▶ **What this task involves**
Every line of the data below that holds the string "subvocab" needs to be reported.

[Collected data entries]
=== Begin Enclosure ===

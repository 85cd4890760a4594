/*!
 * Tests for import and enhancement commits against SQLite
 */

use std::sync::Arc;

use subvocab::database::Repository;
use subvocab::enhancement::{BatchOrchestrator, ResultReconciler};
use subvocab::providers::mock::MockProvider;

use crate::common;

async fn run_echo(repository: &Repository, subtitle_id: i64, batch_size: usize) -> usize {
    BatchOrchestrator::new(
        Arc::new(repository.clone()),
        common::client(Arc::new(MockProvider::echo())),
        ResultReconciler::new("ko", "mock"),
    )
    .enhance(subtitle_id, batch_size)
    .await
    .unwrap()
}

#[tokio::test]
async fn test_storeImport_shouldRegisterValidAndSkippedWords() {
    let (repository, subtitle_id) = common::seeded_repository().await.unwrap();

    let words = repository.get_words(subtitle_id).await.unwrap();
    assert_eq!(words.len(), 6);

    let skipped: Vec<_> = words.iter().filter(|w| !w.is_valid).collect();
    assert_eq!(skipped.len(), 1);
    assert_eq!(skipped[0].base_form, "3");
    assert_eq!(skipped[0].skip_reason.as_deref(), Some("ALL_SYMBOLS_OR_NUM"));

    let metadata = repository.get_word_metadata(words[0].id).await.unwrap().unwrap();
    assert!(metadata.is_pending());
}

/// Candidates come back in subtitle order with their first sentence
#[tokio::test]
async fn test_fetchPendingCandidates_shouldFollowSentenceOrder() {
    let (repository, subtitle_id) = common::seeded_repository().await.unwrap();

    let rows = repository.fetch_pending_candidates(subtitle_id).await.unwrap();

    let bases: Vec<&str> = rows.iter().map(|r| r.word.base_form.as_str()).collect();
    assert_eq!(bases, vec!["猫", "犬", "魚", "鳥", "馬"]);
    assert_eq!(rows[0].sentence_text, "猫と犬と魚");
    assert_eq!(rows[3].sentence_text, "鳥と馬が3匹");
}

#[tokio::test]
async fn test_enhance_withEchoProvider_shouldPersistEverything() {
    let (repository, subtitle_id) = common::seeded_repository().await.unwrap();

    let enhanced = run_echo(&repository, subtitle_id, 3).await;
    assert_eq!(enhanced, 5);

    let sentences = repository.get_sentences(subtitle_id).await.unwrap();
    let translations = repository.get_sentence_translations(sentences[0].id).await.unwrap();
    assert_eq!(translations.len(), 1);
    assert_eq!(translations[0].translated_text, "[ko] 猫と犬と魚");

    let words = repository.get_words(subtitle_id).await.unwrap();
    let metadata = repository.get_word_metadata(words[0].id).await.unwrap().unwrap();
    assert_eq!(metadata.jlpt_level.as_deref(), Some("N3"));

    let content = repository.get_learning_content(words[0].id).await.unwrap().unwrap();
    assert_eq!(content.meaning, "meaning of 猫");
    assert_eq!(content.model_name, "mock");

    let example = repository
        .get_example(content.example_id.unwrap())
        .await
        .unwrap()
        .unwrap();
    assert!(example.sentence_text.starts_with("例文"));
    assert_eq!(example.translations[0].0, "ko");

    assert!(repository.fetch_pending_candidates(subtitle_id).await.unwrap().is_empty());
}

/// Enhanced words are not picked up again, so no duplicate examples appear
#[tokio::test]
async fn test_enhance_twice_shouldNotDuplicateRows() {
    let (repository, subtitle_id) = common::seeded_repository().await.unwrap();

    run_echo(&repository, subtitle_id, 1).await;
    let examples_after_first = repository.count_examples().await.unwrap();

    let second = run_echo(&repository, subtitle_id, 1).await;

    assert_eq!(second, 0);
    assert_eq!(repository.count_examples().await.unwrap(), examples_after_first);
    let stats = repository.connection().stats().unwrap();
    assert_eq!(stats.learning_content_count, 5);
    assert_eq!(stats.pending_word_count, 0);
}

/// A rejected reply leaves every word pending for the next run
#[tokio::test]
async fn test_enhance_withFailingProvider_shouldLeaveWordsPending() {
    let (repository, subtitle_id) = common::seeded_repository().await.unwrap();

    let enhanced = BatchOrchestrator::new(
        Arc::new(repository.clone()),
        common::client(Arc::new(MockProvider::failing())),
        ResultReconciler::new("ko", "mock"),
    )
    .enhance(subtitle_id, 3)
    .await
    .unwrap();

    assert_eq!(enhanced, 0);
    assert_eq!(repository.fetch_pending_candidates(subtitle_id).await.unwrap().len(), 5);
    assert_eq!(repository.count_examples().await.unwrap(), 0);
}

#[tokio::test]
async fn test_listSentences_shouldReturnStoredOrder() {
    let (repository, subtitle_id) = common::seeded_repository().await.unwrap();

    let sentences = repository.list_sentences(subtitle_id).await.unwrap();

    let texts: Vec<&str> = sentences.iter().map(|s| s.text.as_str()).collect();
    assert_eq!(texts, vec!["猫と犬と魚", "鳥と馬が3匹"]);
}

=== End Enclosure ===
=== Begin Enclosure ===

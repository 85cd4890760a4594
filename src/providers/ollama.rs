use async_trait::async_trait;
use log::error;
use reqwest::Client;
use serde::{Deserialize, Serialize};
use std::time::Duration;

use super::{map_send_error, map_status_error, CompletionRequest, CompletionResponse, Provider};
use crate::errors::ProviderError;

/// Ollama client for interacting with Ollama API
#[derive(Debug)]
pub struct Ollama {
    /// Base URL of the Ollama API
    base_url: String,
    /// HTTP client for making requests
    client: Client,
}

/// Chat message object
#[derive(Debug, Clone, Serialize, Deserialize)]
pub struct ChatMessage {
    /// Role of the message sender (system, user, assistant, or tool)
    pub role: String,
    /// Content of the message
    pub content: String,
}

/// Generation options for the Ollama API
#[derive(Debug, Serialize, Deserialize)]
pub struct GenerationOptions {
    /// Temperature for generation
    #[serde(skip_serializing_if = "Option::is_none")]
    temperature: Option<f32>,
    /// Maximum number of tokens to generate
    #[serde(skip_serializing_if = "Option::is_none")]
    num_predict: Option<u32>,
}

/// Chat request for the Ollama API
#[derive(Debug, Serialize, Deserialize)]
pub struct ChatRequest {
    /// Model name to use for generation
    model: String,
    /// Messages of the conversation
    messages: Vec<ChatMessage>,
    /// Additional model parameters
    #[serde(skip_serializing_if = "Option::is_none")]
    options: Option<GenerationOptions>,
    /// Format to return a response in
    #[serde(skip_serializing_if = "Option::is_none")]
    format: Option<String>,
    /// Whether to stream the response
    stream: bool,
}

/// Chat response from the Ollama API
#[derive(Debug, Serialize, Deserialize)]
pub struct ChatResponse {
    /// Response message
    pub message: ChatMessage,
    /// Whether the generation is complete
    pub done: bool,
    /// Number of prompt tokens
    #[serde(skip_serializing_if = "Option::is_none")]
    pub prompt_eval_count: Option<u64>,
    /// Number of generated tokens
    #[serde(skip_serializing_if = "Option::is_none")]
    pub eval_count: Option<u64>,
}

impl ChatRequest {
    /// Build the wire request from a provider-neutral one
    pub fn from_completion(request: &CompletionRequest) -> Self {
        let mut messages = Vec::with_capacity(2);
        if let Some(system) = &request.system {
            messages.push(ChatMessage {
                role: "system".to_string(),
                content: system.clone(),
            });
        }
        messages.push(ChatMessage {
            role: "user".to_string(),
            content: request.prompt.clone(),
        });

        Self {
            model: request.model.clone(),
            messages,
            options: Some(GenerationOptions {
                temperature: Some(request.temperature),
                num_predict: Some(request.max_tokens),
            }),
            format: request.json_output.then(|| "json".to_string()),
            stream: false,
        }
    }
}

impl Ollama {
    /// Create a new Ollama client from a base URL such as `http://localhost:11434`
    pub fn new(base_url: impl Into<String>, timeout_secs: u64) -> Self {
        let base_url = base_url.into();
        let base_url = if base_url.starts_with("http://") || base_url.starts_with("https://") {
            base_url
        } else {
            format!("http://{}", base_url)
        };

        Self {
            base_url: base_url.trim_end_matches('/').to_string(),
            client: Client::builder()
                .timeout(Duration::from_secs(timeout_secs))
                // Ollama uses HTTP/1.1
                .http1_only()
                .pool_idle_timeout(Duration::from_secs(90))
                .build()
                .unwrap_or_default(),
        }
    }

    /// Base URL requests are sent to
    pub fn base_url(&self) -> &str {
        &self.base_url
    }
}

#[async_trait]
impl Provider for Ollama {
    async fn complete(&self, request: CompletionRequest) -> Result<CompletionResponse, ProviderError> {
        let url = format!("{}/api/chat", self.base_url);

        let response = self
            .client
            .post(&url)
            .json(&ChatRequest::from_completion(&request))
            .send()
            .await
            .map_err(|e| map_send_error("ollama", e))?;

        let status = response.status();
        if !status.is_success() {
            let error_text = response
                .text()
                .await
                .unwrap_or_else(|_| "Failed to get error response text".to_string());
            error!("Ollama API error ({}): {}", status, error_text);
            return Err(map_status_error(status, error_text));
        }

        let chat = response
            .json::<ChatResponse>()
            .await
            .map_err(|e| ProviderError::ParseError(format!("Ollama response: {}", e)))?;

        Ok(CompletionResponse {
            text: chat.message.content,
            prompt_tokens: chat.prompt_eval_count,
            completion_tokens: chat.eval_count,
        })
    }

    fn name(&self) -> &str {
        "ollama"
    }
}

=== End Enclosure ===

▶ **Answer box**
use subvocab::database::Repository;
use subvocab::enhancement::{BatchOrchestrator, ResultReconciler};
use subvocab::providers::mock::MockProvider;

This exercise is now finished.